They also agree with Trump's strategy to try to woo Moscow.
This is why, when Trump sent Rubio to Saudi Arabia in February to participate in talks with his Russian counterparts, he proposed that the United States could "partner with the Russians, geopolitically".
The US secretary of state said:
[We are] beginning to engage in identifying the extraordinary opportunities that exist, should this conflict come to an acceptable end, the incredible opportunities that exist to partner with the Russians, geopolitically, on issues of common interest, and frankly economically, on issues that hopefully will be good for the world, and will also improve our relations in the long term between these two important countries.
In fact, in a Senate hearing in 2024, Rubio argued that the US should help bring an end to the war in Ukraine, not because hundreds of thousands of people have lost their lives, but rather because it was helping China, he complained.
"The Chinese see great benefit in Ukraine", Rubio said, "because they view it as, the more time and money we spend there, the less time, and money, and focus we have on them".

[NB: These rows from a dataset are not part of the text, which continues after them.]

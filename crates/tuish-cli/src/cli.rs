// Command-line arguments

use std::path::PathBuf;

use clap::Parser;
use tuish_config::FileConfigStore;

/// tuish - a menu of shell aliases, each one key away
#[derive(Parser, Debug, Clone, PartialEq, Eq)]
#[command(name = "tuish")]
#[command(bin_name = "tuish")]
#[command(version)]
#[command(
    about = "A terminal menu of shell aliases",
    long_about = "A terminal menu of shell aliases.\n\n\
                  Browse, add, edit, and remove aliases, run one with its single-key\n\
                  keybind, or drop into the default shell. Aliases are stored in\n\
                  <config dir>/tuish/cnfg.json."
)]
pub struct Cli {
    /// Configuration file to use instead of the default
    #[arg(long, value_name = "PATH")]
    pub config: Option<PathBuf>,

    /// Write logs here instead of <config dir>/tuish/tuish.log
    #[arg(long, value_name = "PATH")]
    pub log_file: Option<PathBuf>,

    /// Log at debug level
    #[arg(short, long)]
    pub verbose: bool,
}

impl Cli {
    /// Configuration file path after applying `--config`
    pub fn config_path(&self) -> PathBuf {
        self.config
            .clone()
            .unwrap_or_else(FileConfigStore::default_path)
    }

    /// Log file path after applying `--log-file`
    pub fn log_path(&self) -> PathBuf {
        self.log_file
            .clone()
            .unwrap_or_else(|| FileConfigStore::default_dir().join("tuish.log"))
    }
}
//! Error types for the TUI

use thiserror::Error;

/// Errors that end the event loop
#[derive(Debug, Error)]
pub enum TuiError {
    #[error("Terminal error: {0}")]
    Io(#[from] std::io::Error),
}

/// Result type for TUI operations
pub type TuiResult<T> = Result<T, TuiError>;
//! tuish entry point

use anyhow::{anyhow, Result};
use clap::Parser;
use tuish_cli::{logging, Cli};

fn main() -> Result<()> {
    let cli = Cli::parse();

    // Logging is best effort; the menu works without it
    if let Err(e) = logging::init_logging(&cli.log_path(), cli.verbose) {
        eprintln!("Warning: {}", e.user_message());
    }

    tracing::info!(version = env!("CARGO_PKG_VERSION"), "Starting tuish");

    match tuish_cli::run(&cli) {
        Ok(()) => {
            tracing::info!("tuish exited gracefully");
            Ok(())
        }
        Err(e) => {
            tracing::error!("tuish error: {}", e);
            Err(anyhow!(e.user_message()))
        }
    }
}
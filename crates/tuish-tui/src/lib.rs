//! tuish Terminal User Interface
//!
//! Two panels, "Aliases" and "Actions", driven by an explicit session state
//! machine:
//! - `dispatch`: maps a key in the current mode and focus to an `Action`
//! - `session`: the `SessionController` state machine and its `Effect`s
//! - `view`: ratatui rendering of the session
//! - `terminal_state`: raw mode / alternate screen ownership and hand-over
//! - `app`: the single-threaded event loop tying it together

pub mod app;
pub mod bridge;
pub mod dispatch;
pub mod error;
pub mod session;
pub mod state;
pub mod terminal_state;
pub mod view;

pub use app::{App, UiTerminal};
pub use dispatch::{Action, KeyDispatcher};
pub use error::{TuiError, TuiResult};
pub use session::{Effect, SessionController};
pub use state::{
    AliasForm, Banner, BannerLevel, FixedAction, Focus, FormField, Mode, ModeKind, SessionState,
};
pub use terminal_state::TerminalSession;
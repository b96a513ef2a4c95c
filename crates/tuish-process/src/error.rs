//! Error types for process execution

use std::io;
use thiserror::Error;

/// Process execution errors
#[derive(Debug, Error)]
pub enum ProcessError {
    /// The shell could not be started (missing or not executable)
    #[error("Failed to run '{program}': {source}")]
    Spawn {
        program: String,
        #[source]
        source: io::Error,
    },

    /// Waiting on the child failed
    #[error("Failed to wait for process: {0}")]
    Wait(#[source] io::Error),

    /// Keyboard signals could not be redirected to the child
    #[error("Failed to set up signal handling: {0}")]
    Signals(#[source] io::Error),

    /// Handing the terminal to the child failed
    #[error("Failed to switch terminal mode: {0}")]
    Terminal(#[source] io::Error),
}

/// Result type for process operations
pub type Result<T> = std::result::Result<T, ProcessError>;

Rubio's argument was essentially that the US empire should end the proxy war against Russia in Ukraine so it could instead focus on preparing for war against China.
Western far right wants to ally with Russia against China
Although Rubio's proposal to "partner" with Russia surprised some observers, this strategy has been proposed for years by members of the far-right "MAGA" movement in the Republican Party.
Many MAGA Republicans are influenced by racist white nationalist ideas and see China not only as a threat to US imperial dominance, but also as an Asiatic, atheist, communist threat to capitalism and white, "Judeo-Christian Western civilization".
On the other hand, many conservatives in the US and Europe see Russia as a potential ally, given that it is capitalist, white, and predominately Christian.
Far-right politicians in Europe have argued the same. France's far-right leader Marine Le Pen called the China-Russia partnership "the largest danger of the 21st century for us".
She insisted that the West shares “common civilizational and strategic interests” with Russia and should break to break its close relations with socialist China.
Le Pen stated:
Imagine … if we let the first producer of raw materials in the world — which is Russia — [create an alliance] with the first factory of the world — which is China — to let them perhaps constitute the first military power of the world. I believe that it’s potentially a great danger.
...
It will be necessary diplomatically, when the war [in Ukraine] is over, when a peace treaty has been signed, to try to avoid this tie-up which risks being the largest danger of the 21st century for us.
Fox News and other conservative US media outlets have pushed this same message for a decade.
This is one of the favorite refrains of Tucker Carlson, the far-right talk show host and close Trump ally who previously hosted a program on Fox News, which was the most popular politics TV show in the United States.
Carlson repeatedly argued that "the biggest threat to this country is not Vladimir Putin. That's ludicrous. The biggest threat, obviously, is China".
In multiple programs, Carlson asserted, "Russia is not America's main enemy. Obviously, no sane person thinks it is. Our main enemy, of course, is China, and the United States ought to be in a relationship with Russia, aligned against China, to the extent that we can".
Carlson complained that a China-Russia partnership would end "American global hegemony".
Although he portrays himself as a "populist", Carlson previously applied to join the CIA. His goal is to preserve US imperial dominance.
On his Fox News program, Carlson stated:
If Russia ever joined forces with China, American global hegemony, its power, would end instantly. You'd have the world's largest land mass and largest natural gas reserves, allied with the world's largest population and world's largest economy.
So a Russia-China axis would be not just more powerful than the United States, but much more powerful. It would have the scale to control a lot of the world's economy, and trade routes, and raw materials. It could project military force that, posturing aside, we actually don't have the power to stop.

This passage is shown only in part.